The USF College of Medicine’s class of 2002 has one factor that separates it from all other classes in the history of the college.
It is the first class to have a higher enrollment of female students than male.
But the recent increase in female student enrollment in medical colleges is nothing new for some national institutes.
According to a fall enrollment questionnaire in the Association of American Medical Colleges, the total number of enrolled women students in medical studies has doubled during the past 25 years.
According to the report, class size of 100 first-year medical students has, on average, 57 women and 43 men, a 14 percent increase from last year.
Steven Spector, associate dean for Student Affairs for the College of Medicine, said one of the reasons women’s enrollment has increased is because society’s attitude toward women has changed.
Across the board, he said more women are choosing to take a path in the medical career.
Other than enrollment, Spector said that this year’s class does not vary much from previous ones that have entered the college. Medical students who were admitted this year have an average GPA of 3.6 and an average MCAT score of 29.

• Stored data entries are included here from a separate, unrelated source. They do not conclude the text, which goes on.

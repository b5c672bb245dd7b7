//! Account repository

use async_trait::async_trait;
use chrono::{DateTime, Utc};
use sqlx::{FromRow, PgPool};
use uuid::Uuid;

use crate::{Account, AuthProvider, DbError, DbResult, IdentityStore, UniqueKey};

const EMAIL_CONSTRAINT: &str = "accounts_email_key";
const USERNAME_CONSTRAINT: &str = "accounts_username_key";

#[derive(Debug, FromRow)]
struct AccountRow {
    id: Uuid,
    username: String,
    email: String,
    credential_hash: Option<String>,
    provider: String,
    provider_subject_id: Option<String>,
    avatar_url: Option<String>,
    enabled: bool,
    roles: Vec<String>,
    created_at: DateTime<Utc>,
    updated_at: DateTime<Utc>,
}

impl From<AccountRow> for Account {
    fn from(row: AccountRow) -> Self {
        Self {
            id: row.id,
            username: row.username,
            email: row.email,
            credential_hash: row.credential_hash,
            provider: AuthProvider::new(row.provider),
            provider_subject_id: row.provider_subject_id,
            avatar_url: row.avatar_url,
            enabled: row.enabled,
            roles: row.roles.into_iter().collect(),
            created_at: row.created_at,
            updated_at: row.updated_at,
        }
    }
}

/// PostgreSQL-backed identity store
#[derive(Clone)]
pub struct AccountRepo {
    pool: PgPool,
}

impl AccountRepo {
    pub fn new(pool: PgPool) -> Self {
        Self { pool }
    }
}

#[async_trait]
impl IdentityStore for AccountRepo {
    async fn find_by_id(&self, id: Uuid) -> DbResult<Option<Account>> {
        let row = sqlx::query_as::<_, AccountRow>(
            r#"
            SELECT
                id, username, email, credential_hash, provider, provider_subject_id,
                avatar_url, enabled, roles, created_at, updated_at
            FROM accounts
            WHERE id = $1
            "#
        )
        .bind(id)
        .fetch_optional(&self.pool)
        .await?;

        Ok(row.map(Account::from))
    }

    async fn find_by_username(&self, username: &str) -> DbResult<Option<Account>> {
        let row = sqlx::query_as::<_, AccountRow>(
            r#"
            SELECT
                id, username, email, credential_hash, provider, provider_subject_id,
                avatar_url, enabled, roles, created_at, updated_at
            FROM accounts
            WHERE username = $1
            "#
        )
        .bind(username)
        .fetch_optional(&self.pool)
        .await?;

        Ok(row.map(Account::from))
    }

    async fn find_by_email(&self, email: &str) -> DbResult<Option<Account>> {
        let row = sqlx::query_as::<_, AccountRow>(
            r#"
            SELECT
                id, username, email, credential_hash, provider, provider_subject_id,
                avatar_url, enabled, roles, created_at, updated_at
            FROM accounts
            WHERE lower(email) = lower($1)
            "#
        )
        .bind(email)
        .fetch_optional(&self.pool)
        .await?;

        Ok(row.map(Account::from))
    }

    async fn exists_by_username(&self, username: &str) -> DbResult<bool> {
        let exists = sqlx::query_scalar::<_, bool>(
            "SELECT EXISTS(SELECT 1 FROM accounts WHERE username = $1)",
        )
        .bind(username)
        .fetch_one(&self.pool)
        .await?;

        Ok(exists)
    }

    async fn exists_by_email(&self, email: &str) -> DbResult<bool> {
        let exists = sqlx::query_scalar::<_, bool>(
            "SELECT EXISTS(SELECT 1 FROM accounts WHERE lower(email) = lower($1))",
        )
        .bind(email)
        .fetch_one(&self.pool)
        .await?;

        Ok(exists)
    }

    async fn save(&self, account: &Account) -> DbResult<Account> {
        // Identity columns never change once written
        let roles: Vec<String> = account.roles.iter().cloned().collect();

        let row = sqlx::query_as::<_, AccountRow>(
            r#"
            INSERT INTO accounts (
                id, username, email, credential_hash, provider, provider_subject_id,
                avatar_url, enabled, roles, created_at, updated_at
            )
            VALUES ($1, $2, $3, $4, $5, $6, $7, $8, $9, $10, $11)
            ON CONFLICT (id) DO UPDATE SET
                credential_hash = EXCLUDED.credential_hash,
                avatar_url = EXCLUDED.avatar_url,
                enabled = EXCLUDED.enabled,
                roles = EXCLUDED.roles,
                updated_at = NOW()
            RETURNING
                id, username, email, credential_hash, provider, provider_subject_id,
                avatar_url, enabled, roles, created_at, updated_at
            "#
        )
        .bind(account.id)
        .bind(&account.username)
        .bind(&account.email)
        .bind(&account.credential_hash)
        .bind(account.provider.as_str())
        .bind(&account.provider_subject_id)
        .bind(&account.avatar_url)
        .bind(account.enabled)
        .bind(roles)
        .bind(account.created_at)
        .bind(account.updated_at)
        .fetch_one(&self.pool)
        .await
        .map_err(|e| unique_violation(e, account))?;

        Ok(row.into())
    }
}

/// Translate unique-index violations into `DbError::Duplicate`
fn unique_violation(err: sqlx::Error, account: &Account) -> DbError {
    if let sqlx::Error::Database(ref db_err) = err {
        match db_err.constraint() {
            Some(EMAIL_CONSTRAINT) => {
                return DbError::Duplicate {
                    key: UniqueKey::Email,
                    value: account.email.clone(),
                };
            }
            Some(USERNAME_CONSTRAINT) => {
                return DbError::Duplicate {
                    key: UniqueKey::Username,
                    value: account.username.clone(),
                };
            }
            _ => {}
        }
    }
    DbError::Query(err)
}
//! Identity provider attributes
//!
//! Each provider returns user info in its own shape. [`ProviderAttributes`]
//! is the normalized view the resolver works with; the raw payload is kept
//! as the principal's attribute bag.

use serde_json::{Map, Value};

use authgate_db::AuthProvider;

use crate::error::{AuthError, AuthResult};

/// Normalized attributes of an externally verified identity
#[derive(Debug, Clone, Default, PartialEq)]
pub struct ProviderAttributes {
    pub email: Option<String>,
    pub name: Option<String>,
    pub avatar_url: Option<String>,
    /// Provider payload as received
    pub raw: Map<String, Value>,
}

impl ProviderAttributes {
    pub fn new(email: impl Into<String>) -> Self {
        Self {
            email: Some(email.into()),
            ..Default::default()
        }
    }

    pub fn with_name(mut self, name: impl Into<String>) -> Self {
        self.name = Some(name.into());
        self
    }

    pub fn with_avatar_url(mut self, avatar_url: impl Into<String>) -> Self {
        self.avatar_url = Some(avatar_url.into());
        self
    }

    /// Map a provider user-info document to `(subject_id, attributes)`
    pub fn from_user_info(provider: &AuthProvider, info: &Value) -> AuthResult<(String, Self)> {
        let raw = info.as_object().cloned().unwrap_or_default();

        let (subject, email, name, avatar_url) = match provider.as_str() {
            "google" => (
                string_field(info, "sub"),
                string_field(info, "email"),
                string_field(info, "name"),
                string_field(info, "picture"),
            ),
            "github" => (
                string_field(info, "id"),
                string_field(info, "email"),
                string_field(info, "name").or_else(|| string_field(info, "login")),
                string_field(info, "avatar_url"),
            ),
            "facebook" => (
                string_field(info, "id"),
                string_field(info, "email"),
                string_field(info, "name"),
                info.pointer("/picture/data/url")
                    .and_then(Value::as_str)
                    .map(str::to_string),
            ),
            other => return Err(AuthError::UnknownProvider(other.to_string())),
        };

        let subject = subject.ok_or_else(|| {
            AuthError::Internal(format!("{} user info carries no subject id", provider))
        })?;

        Ok((
            subject,
            Self {
                email,
                name,
                avatar_url,
                raw,
            },
        ))
    }

    /// Attribute bag handed to the principal: the raw payload with the
    /// normalized fields laid over it
    pub fn to_bag(&self) -> Map<String, Value> {
        let mut bag = self.raw.clone();
        for (key, value) in [
            ("email", &self.email),
            ("name", &self.name),
            ("avatar_url", &self.avatar_url),
        ] {
            if let Some(value) = value {
                bag.insert(key.to_string(), Value::String(value.clone()));
            }
        }
        bag
    }
}

/// Non-empty string field; numeric ids (GitHub, Facebook) are stringified
fn string_field(info: &Value, key: &str) -> Option<String> {
    match info.get(key)? {
        Value::String(s) if !s.trim().is_empty() => Some(s.clone()),
        Value::Number(n) => Some(n.to_string()),
        _ => None,
    }
}
//! Health Check Handlers

use axum::{extract::State, http::StatusCode, Json};
use serde::Serialize;
use std::sync::Arc;

use crate::state::AppState;

/// Health check response
#[derive(Debug, Serialize)]
pub struct HealthResponse {
    pub status: String,
    pub version: String,
    /// Milliseconds since the Unix epoch
    pub timestamp: i64,
}

/// Readiness check response
#[derive(Debug, Serialize)]
pub struct ReadinessResponse {
    pub status: String,
    /// `postgres` or `memory`
    pub store: String,
}

/// Liveness; does not touch the store
pub async fn health_check() -> Json<HealthResponse> {
    Json(HealthResponse {
        status: "healthy".to_string(),
        version: env!("CARGO_PKG_VERSION").to_string(),
        timestamp: chrono::Utc::now().timestamp_millis(),
    })
}

/// Returns 503 when the database does not answer
pub async fn readiness_check(
    State(state): State<Arc<AppState>>,
) -> (StatusCode, Json<ReadinessResponse>) {
    let (store, ready) = match &state.db {
        Some(db) => ("postgres", db.health_check().await),
        None => ("memory", true),
    };

    let status = if ready {
        StatusCode::OK
    } else {
        StatusCode::SERVICE_UNAVAILABLE
    };

    (
        status,
        Json(ReadinessResponse {
            status: if ready { "ready" } else { "not_ready" }.to_string(),
            store: store.to_string(),
        }),
    )
}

“There is not a change from previous years in the academic quality of the students we have accepted,” Spector said. “The group this year is equally as outstanding as the previous years.”
Although female enrollment has increased, not all the new students were aware of this previous to the first day of class.
Stephanie Thompson, a first-year student in the College of Medicine, said she did not find out about the statistic until the first day of class.
“I was shocked on the first day that there were so many girls there,” Thompson said. “It made me more comfortable than I expected to be.”
But Thompson said her major was decided well before coming to USF.
“I always wanted to be a doctor ever since I was in high school,” Thompson said. “I wanted to bring a humanistic approach to the people who I care for.”
Spector said the future trend of female enrollment is something that will continue to influence the medical profession.
“In the near future, I suspect that this trend will stay the same or will increase to a certain extent,” Spector said. “The medical profession tends to be cyclical in its growth. It will tend to flow up and down as more men come back to medical professions alongside this influx of women.”